Pull this repository from GitLab via:
git clone https://github.com/yashsmehta/personality-prediction.git
Creating a new conda environment is recommended. Install PyTorch for your setup. Check the PyTorch website to install the latest version on your system.
conda create -n mvenv python=3.10
pip3 install torch torchvision torchaudio --index-url https://download.pytorch.org/whl/cu118
See the requirements.txt for the list of dependent packages which can be installed via:
pip install -r requirements.txt
First run the LM extractor code which passes the dataset through the language model and stores the embeddings (of all layers) in a pickle file. Creating this 'new dataset' saves us a lot of compute time and allows effective searching of the hyperparameters for the finetuning network. Before running the code, create a pkl_data folder in the repo folder. All the arguments are optional and passing no arguments runs the extractor with the default values.
python LM_extractor.py -dataset_type 'essays' -token_length 512 -batch_size 32 -embed 'bert-base' -op_dir 'pkl_data'
Next run a finetuning model to take the extracted features as input from the pickle file and train a finetuning model. We find a shallow MLP to be the best performing one
python finetune_models/MLP_LM.py
Results Table | Language Models vs Psycholinguistic Traits |
---|---|
Follow the steps below for predicting personality (e.g. the Big-Five: OCEAN traits) on a new text/essay:
- You will have to train your model -- for that, first choose your training dataset (e.g. essays).
- Extract features for each of the essays by passing it through a language model of your choice (e.g. BERT) by running the LM_extractor.py file. This will create a pickle file containing the training features.

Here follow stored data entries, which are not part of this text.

use std::time::Duration;

use log::{debug, warn};
use reqwest::blocking::Client;
use serde::{Deserialize, Serialize};

use quill_core::config::LlmConfig;
use quill_core::generation::{GenerationError, GenerationRequest, LanguageModel, ModelTier};

use crate::base_url::resolve_gemini_base_url;
use crate::error::AdapterError;

const API_KEY_HEADER: &str = "x-goog-api-key";

/// Blocking client for the `generateContent` endpoint.
pub struct GeminiClient {
    client: Client,
    base_url: String,
    api_key: String,
    quality_model: String,
    fast_model: String,
}

impl GeminiClient {
    pub fn new(config: &LlmConfig) -> Result<Self, AdapterError> {
        let api_key = config.api_key.trim();
        if api_key.is_empty() {
            return Err(AdapterError::MissingApiKey);
        }
        if config.model_name.trim().is_empty() || config.fast_model_name.trim().is_empty() {
            return Err(AdapterError::InvalidConfig(
                "Gemini model names must not be empty".to_string(),
            ));
        }

        let client = Client::builder()
            .timeout(Duration::from_secs(config.timeout.max(1)))
            .build()?;

        Ok(Self {
            client,
            base_url: resolve_gemini_base_url(&config.base_url),
            api_key: api_key.to_string(),
            quality_model: config.model_name.trim().to_string(),
            fast_model: config.fast_model_name.trim().to_string(),
        })
    }

    fn model_for(&self, tier: ModelTier) -> &str {
        match tier {
            ModelTier::Quality => &self.quality_model,
            ModelTier::Fast => &self.fast_model,
        }
    }

    fn endpoint(&self, tier: ModelTier) -> String {
        format!("{}/models/{}:generateContent", self.base_url, self.model_for(tier))
    }

    fn generate_once(&self, request: &GenerationRequest<'_>) -> Result<String, AdapterError> {
        let body = build_request(request);
        debug!(
            "Gemini request to {} ({} prompt chars, max {} tokens)",
            self.model_for(request.tier),
            request.prompt.chars().count(),
            request.max_tokens
        );

        let response = self
            .client
            .post(self.endpoint(request.tier))
            .header(API_KEY_HEADER, self.api_key.as_str())
            .json(&body)
            .send()?;
        if !response.status().is_success() {
            let status = response.status();
            let body = response.text().unwrap_or_default();
            return Err(AdapterError::HttpStatus { status, body });
        }

        let parsed: GeminiResponse = response.json()?;
        parse_gemini_response(parsed)
    }
}

impl LanguageModel for GeminiClient {
    fn generate(&self, request: &GenerationRequest<'_>) -> Result<String, GenerationError> {
        self.generate_once(request).map_err(|err| {
            warn!("Gemini call to {} failed: {err}", self.model_for(request.tier));
            GenerationError::from(err)
        })
    }
}

fn build_request<'a>(request: &GenerationRequest<'a>) -> GeminiRequest<'a> {
    GeminiRequest {
        contents: vec![GeminiRequestContent {
            role: "user",
            parts: vec![GeminiRequestPart {
                text: request.prompt,
            }],
        }],
        generation_config: GeminiGenerationConfig {
            max_output_tokens: request.max_tokens,
            temperature: request.temperature,
        },
    }
}

#[derive(Serialize)]
struct GeminiRequest<'a> {
    contents: Vec<GeminiRequestContent<'a>>,
    #[serde(rename = "generationConfig")]
    generation_config: GeminiGenerationConfig,
}

#[derive(Serialize)]
struct GeminiRequestContent<'a> {
    role: &'static str,
    parts: Vec<GeminiRequestPart<'a>>,
}

#[derive(Serialize)]
struct GeminiRequestPart<'a> {
    text: &'a str,
}

#[derive(Serialize)]
struct GeminiGenerationConfig {
    #[serde(rename = "maxOutputTokens")]
    max_output_tokens: u32,
    #[serde(skip_serializing_if = "Option::is_none")]
    temperature: Option<f32>,
}

#[derive(Debug, Deserialize)]
struct GeminiResponse {
    #[serde(default)]
    candidates: Vec<GeminiCandidate>,
    #[serde(rename = "promptFeedback")]
    #[serde(default)]
    prompt_feedback: Option<GeminiPromptFeedback>,
}

#[derive(Debug, Deserialize)]
struct GeminiPromptFeedback {
    #[serde(rename = "blockReason")]
    #[serde(default)]
    block_reason: Option<String>,
}

#[derive(Debug, Deserialize)]
struct GeminiCandidate {
    #[serde(default)]
    content: Option<GeminiContent>,
    #[serde(rename = "finishReason")]
    #[serde(default)]
    finish_reason: Option<String>,
}

#[derive(Debug, Deserialize)]
struct GeminiContent {
    #[serde(default)]
    parts: Vec<GeminiPart>,
}

#[derive(Debug, Deserialize)]
#[serde(untagged)]
enum GeminiPart {
    Text { text: String },
    Other(serde_json::Value),
}

fn parse_gemini_response(response: GeminiResponse) -> Result<String, AdapterError> {
    if let Some(reason) = response
        .prompt_feedback
        .and_then(|feedback| feedback.block_reason)
    {
        warn!("Gemini prompt blocked: {reason}");
        return Err(AdapterError::Blocked { reason });
    }

    let mut blocked = None;
    for candidate in response.candidates {
        let reason = candidate.finish_reason.unwrap_or_default();
        if reason == "MAX_TOKENS" {
            warn!("Gemini response truncated due to max_tokens limit");
        }

        let text: String = candidate
            .content
            .map(|content| {
                content
                    .parts
                    .into_iter()
                    .filter_map(|part| match part {
                        GeminiPart::Text { text } => Some(text),
                        GeminiPart::Other(_) => None,
                    })
                    .collect()
            })
            .unwrap_or_default();
        if !text.trim().is_empty() {
            return Ok(text);
        }
        if matches!(reason.as_str(), "SAFETY" | "RECITATION") {
            blocked = Some(reason);
        }
    }

    match blocked {
        Some(reason) => {
            warn!("Gemini response blocked: {reason}");
            Err(AdapterError::Blocked { reason })
        }
        None => Err(AdapterError::EmptyResponse),
    }
}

- Next, train the finetuning model. Let's say it is a simple MLP (this was the best performing one, as can be seen from Table 2 of the paper). Use the extracted features from the LM to train this model. Here, you can experiment with 1) different models (e.g. SVMs, Attention+RNNs, etc.) and 2) concatenating the corresponding psycholinguistic features for each of the essays.
- You will have to write code to save the optimal model parameters after the training is complete.
- For the new data, first pass it through the SAME language model feature extraction pipeline and save this. Load your pre-trained model into memory and run it on these extracted features.
Note: The text pre-processing (e.g. tokenization, etc.) before passing it through the language model should be the SAME for training and testing.
LM_extractor.py
On a RTX2080 GPU, the -embed 'bert-base' extractor takes about ~2m 30s and 'bert-large' takes about ~5m 30s
On a CPU, 'bert-base' extractor takes about ~25m
python finetune_models/MLP_LM.py
On a RTX2080 GPU, running for 15 epochs (with no cross-validation) takes from 5s-60s, depending on the MLP architecture.
Deep Learning based Personality Prediction [Literature REVIEW] (Springer AIR Journal - 2020)
@article{mehta2020recent,
title={Recent Trends in Deep Learning Based Personality Detection},
author={Mehta, Yash and Majumder, Navonil and Gelbukh, Alexander and Cambria, Erik},
journal={Artificial Intelligence Review},
pages={2313–2339},
year={2020},
doi = {https://doi.org/10.1007/s10462-019-09770-z},
url = {https://link.springer.com/article/10.1007/s10462-019-09770-z}
publisher={Springer}
}
Language Model Based Personality Prediction (ICDM - 2020)
If you find this repo useful for your research, please cite it using the following:
@inproceedings{mehta2020bottom,
title={Bottom-up and top-down: Predicting personality with psycholinguistic and language model features},
author={Mehta, Yash and Fatehi, Samin and Kazameini, Amirmohammad and Stachl, Clemens and Cambria, Erik and Eetemadi, Sauleh},
booktitle={2020 IEEE International Conference on Data Mining (ICDM)},
pages={1184--1189},
year={2020},
organization={IEEE}
}
The source code for this project is licensed under the MIT license.